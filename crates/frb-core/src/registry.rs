//! # Sample Registry
//!
//! Administrative seeding and lookup of sample criteria and follow-up
//! resources.
//!
//! Configuration is never created implicitly: evaluation of a tag with no
//! seeded criteria fails with `ConfigurationMissing`. Seeding is idempotent
//! for identical records and rejects a conflicting record under an existing
//! name, since criteria are immutable once seeded.

use crate::catalog::{CatalogStore, validate_sample_criteria};
use crate::{FollowUpResource, FrbError, ResourceId, SampleCriteria};

/// Result of an `ensure_*` call.
#[derive(Debug, Clone, Copy, PartialEq, Eq)]
pub enum Seeded {
    /// The record was inserted.
    Created,
    /// An identical record was already present.
    Unchanged,
}

/// The SampleRegistry seeds and resolves per-tag configuration.
pub struct SampleRegistry;

impl SampleRegistry {
    /// Seed sample criteria.
    ///
    /// # Errors
    ///
    /// `Duplicate` if different criteria are already seeded under the name.
    pub fn ensure_sample_criteria<S: CatalogStore + ?Sized>(
        store: &mut S,
        criteria: SampleCriteria,
    ) -> Result<Seeded, FrbError> {
        validate_sample_criteria(&criteria)?;
        match store.sample_criteria(&criteria.name)? {
            Some(existing) if existing == criteria => Ok(Seeded::Unchanged),
            Some(_) => Err(FrbError::Duplicate {
                kind: "Sample",
                name: criteria.name,
            }),
            None => {
                store.insert_sample_criteria(criteria)?;
                Ok(Seeded::Created)
            }
        }
    }

    /// Seed a follow-up resource, returning its id.
    ///
    /// # Errors
    ///
    /// `Duplicate` if a different resource is already stored under the name,
    /// `InvalidInput` if the validity window is inverted.
    pub fn ensure_resource<S: CatalogStore + ?Sized>(
        store: &mut S,
        resource: FollowUpResource,
    ) -> Result<(ResourceId, Seeded), FrbError> {
        if resource.valid_stop < resource.valid_start {
            return Err(FrbError::InvalidInput(format!(
                "resource {} ends before it starts",
                resource.name
            )));
        }
        if let Some(id) = store.resource_id(&resource.name)? {
            let existing = store.resource(id)?;
            if existing.as_ref() == Some(&resource) {
                return Ok((id, Seeded::Unchanged));
            }
            return Err(FrbError::Duplicate {
                kind: "Resource",
                name: resource.name,
            });
        }
        let id = store.insert_resource(resource)?;
        Ok((id, Seeded::Created))
    }

    /// Lookup the criteria for a tag.
    ///
    /// # Errors
    ///
    /// `ConfigurationMissing` if the tag was never seeded.
    pub fn lookup<S: CatalogStore + ?Sized>(
        store: &S,
        tag: &str,
    ) -> Result<SampleCriteria, FrbError> {
        store
            .sample_criteria(tag)?
            .ok_or_else(|| FrbError::ConfigurationMissing(tag.to_string()))
    }
}

#[cfg(test)]
mod tests {
    use super::*;
    use crate::catalog::Catalog;
    use chrono::DateTime;

    #[test]
    fn ensure_is_idempotent() {
        let mut catalog = Catalog::new();
        let criteria = SampleCriteria::new("CHIME-Unbiased", 0.9, 0.3, 23.0);

        assert_eq!(
            SampleRegistry::ensure_sample_criteria(&mut catalog, criteria.clone()).expect("seed"),
            Seeded::Created
        );
        assert_eq!(
            SampleRegistry::ensure_sample_criteria(&mut catalog, criteria).expect("seed"),
            Seeded::Unchanged
        );
        assert_eq!(catalog.sample_names().expect("names").len(), 1);
    }

    #[test]
    fn conflicting_criteria_rejected() {
        let mut catalog = Catalog::new();
        SampleRegistry::ensure_sample_criteria(
            &mut catalog,
            SampleCriteria::new("CHIME-Unbiased", 0.9, 0.3, 23.0),
        )
        .expect("seed");

        let result = SampleRegistry::ensure_sample_criteria(
            &mut catalog,
            SampleCriteria::new("CHIME-Unbiased", 0.5, 0.3, 23.0),
        );
        assert!(matches!(result, Err(FrbError::Duplicate { .. })));
        assert_eq!(
            SampleRegistry::lookup(&catalog, "CHIME-Unbiased")
                .expect("lookup")
                .min_pox,
            0.9
        );
    }

    #[test]
    fn lookup_never_creates() {
        let catalog = Catalog::new();
        let result = SampleRegistry::lookup(&catalog, "CRAFT-ICS");
        assert!(matches!(result, Err(FrbError::ConfigurationMissing(tag)) if tag == "CRAFT-ICS"));
    }

    #[test]
    fn invalid_thresholds_rejected() {
        let mut catalog = Catalog::new();
        let mut criteria = SampleCriteria::new("Bad", f64::NAN, 0.3, 23.0);
        assert!(SampleRegistry::ensure_sample_criteria(&mut catalog, criteria.clone()).is_err());

        criteria.min_pox = 0.5;
        criteria.max_pux = Some(1.5);
        assert!(SampleRegistry::ensure_sample_criteria(&mut catalog, criteria).is_err());
    }

    #[test]
    fn inverted_resource_window_rejected() {
        let mut catalog = Catalog::new();
        let resource = FollowUpResource {
            name: "MMT-Binospec".into(),
            instrument: "MMT-Binospec".into(),
            valid_start: DateTime::from_timestamp(1_700_100_000, 0).expect("ts"),
            valid_stop: DateTime::from_timestamp(1_700_000_000, 0).expect("ts"),
            num_targ_img: 0,
            num_targ_mask: 1,
            num_targ_longslit: 0,
            max_airmass: 1.5,
            surveys: "all".into(),
        };
        assert!(matches!(
            SampleRegistry::ensure_resource(&mut catalog, resource),
            Err(FrbError::InvalidInput(_))
        ));
    }
}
□ □ □ □ □ □ □
Assignment:
Copy out all of the material, word for word.

Result of the task:
filename crates/frb-core/src/registry.rs
//! # Sample Registry
//!
//! Administrative seeding and lookup of sample criteria and follow-up
//! resources.
//!
//! Configuration is never created implicitly: evaluation of a tag with no
//! seeded criteria fails with `ConfigurationMissing`. Seeding is idempotent
//! for identical records and rejects a conflicting record under an existing
//! name, since criteria are immutable once seeded.

use crate::catalog::{CatalogStore, validate_sample_criteria};
use crate::{FollowUpResource, FrbError, ResourceId, SampleCriteria};

/// Result of an `ensure_*` call.
#[derive(Debug, Clone, Copy, PartialEq, Eq)]
pub enum Seeded {
    /// The record was inserted.
    Created,
    /// An identical record was already present.
    Unchanged,
}

/// The SampleRegistry seeds and resolves per-tag configuration.
pub struct SampleRegistry;

impl SampleRegistry {
    /// Seed sample criteria.
    ///
    /// # Errors
    ///
    /// `Duplicate` if different criteria are already seeded under the name.
    pub fn ensure_sample_criteria<S: CatalogStore + ?Sized>(
        store: &mut S,
        criteria: SampleCriteria,
    ) -> Result<Seeded, FrbError> {
        validate_sample_criteria(&criteria)?;
        match store.sample_criteria(&criteria.name)? {
            Some(existing) if existing == criteria => Ok(Seeded::Unchanged),
            Some(_) => Err(FrbError::Duplicate {
                kind: "Sample",
                name: criteria.name,
            }),
            None => {
                store.insert_sample_criteria(criteria)?;
                Ok(Seeded::Created)
            }
        }
    }

    /// Seed a follow-up resource, returning its id.
    ///
    /// # Errors
    ///
    /// `Duplicate` if a different resource is already stored under the name,
    /// `InvalidInput` if the validity window is inverted.
    pub fn ensure_resource<S: CatalogStore + ?Sized>(
        store: &mut S,
        resource: FollowUpResource,
    ) -> Result<(ResourceId, Seeded), FrbError> {
        if resource.valid_stop < resource.valid_start {
            return Err(FrbError::InvalidInput(format!(
                "resource {} ends before it starts",
                resource.name
            )));
        }
        if let Some(id) = store.resource_id(&resource.name)? {
            let existing = store.resource(id)?;
            if existing.as_ref() == Some(&resource) {
                return Ok((id, Seeded::Unchanged));
            }
            return Err(FrbError::Duplicate {
                kind: "Resource",
                name: resource.name,
            });
        }
        let id = store.insert_resource(resource)?;
        Ok((id, Seeded::Created))
    }

    /// Lookup the criteria for a tag.
    ///
    /// # Errors
    ///
    /// `ConfigurationMissing` if the tag was never seeded.
    pub fn lookup<S: CatalogStore + ?Sized>(
        store: &S,
        tag: &str,
    ) -> Result<SampleCriteria, FrbError> {
        store
            .sample_criteria(tag)?
            .ok_or_else(|| FrbError::ConfigurationMissing(tag.to_string()))
    }
}

#[cfg(test)]
mod tests {
    use super::*;
    use crate::catalog::Catalog;
    use chrono::DateTime;

    #[test]
    fn ensure_is_idempotent() {
        let mut catalog = Catalog::new();
        let criteria = SampleCriteria::new("CHIME-Unbiased", 0.9, 0.3, 23.0);

        assert_eq!(
            SampleRegistry::ensure_sample_criteria(&mut catalog, criteria.clone()).expect("seed"),
            Seeded::Created
        );
        assert_eq!(
            SampleRegistry::ensure_sample_criteria(&mut catalog, criteria).expect("seed"),
            Seeded::Unchanged
        );
        assert_eq!(catalog.sample_names().expect("names").len(), 1);
    }

    #[test]
    fn conflicting_criteria_rejected() {
        let mut catalog = Catalog::new();
        SampleRegistry::ensure_sample_criteria(
            &mut catalog,
            SampleCriteria::new("CHIME-Unbiased", 0.9, 0.3, 23.0),
        )
        .expect("seed");

        let result = SampleRegistry::ensure_sample_criteria(
            &mut catalog,
            SampleCriteria::new("CHIME-Unbiased", 0.5, 0.3, 23.0),
        );
        assert!(matches!(result, Err(FrbError::Duplicate { .. })));
        assert_eq!(
            SampleRegistry::lookup(&catalog, "CHIME-Unbiased")
                .expect("lookup")
                .min_pox,
            0.9
        );
    }

    #[test]
    fn lookup_never_creates() {
        let catalog = Catalog::new();
        let result = SampleRegistry::lookup(&catalog, "CRAFT-ICS");
        assert!(matches!(result, Err(FrbError::ConfigurationMissing(tag)) if tag == "CRAFT-ICS"));
    }

    #[test]
    fn invalid_thresholds_rejected() {
        let mut catalog = Catalog::new();
        let mut criteria = SampleCriteria::new("Bad", f64::NAN, 0.3, 23.0);
        assert!(SampleRegistry::ensure_sample_criteria(&mut catalog, criteria.clone()).is_err());

        criteria.min_pox = 0.5;
        criteria.max_pux = Some(1.5);
        assert!(SampleRegistry::ensure_sample_criteria(&mut catalog, criteria).is_err());
    }

    #[test]
    fn inverted_resource_window_rejected() {
        let mut catalog = Catalog::new();
        let resource = FollowUpResource {
            name: "MMT-Binospec".into(),
            instrument: "MMT-Binospec".into(),
            valid_start: DateTime::from_timestamp(1_700_100_000, 0).expect("ts"),
            valid_stop: DateTime::from_timestamp(1_700_000_000, 0).expect("ts"),
            num_targ_img: 0,
            num_targ_mask: 1,
            num_targ_longslit: 0,
            max_airmass: 1.5,
            surveys: "all".into(),
        };
        assert!(matches!(
            SampleRegistry::ensure_resource(&mut catalog, resource),
            Err(FrbError::InvalidInput(_))
        ));
    }
}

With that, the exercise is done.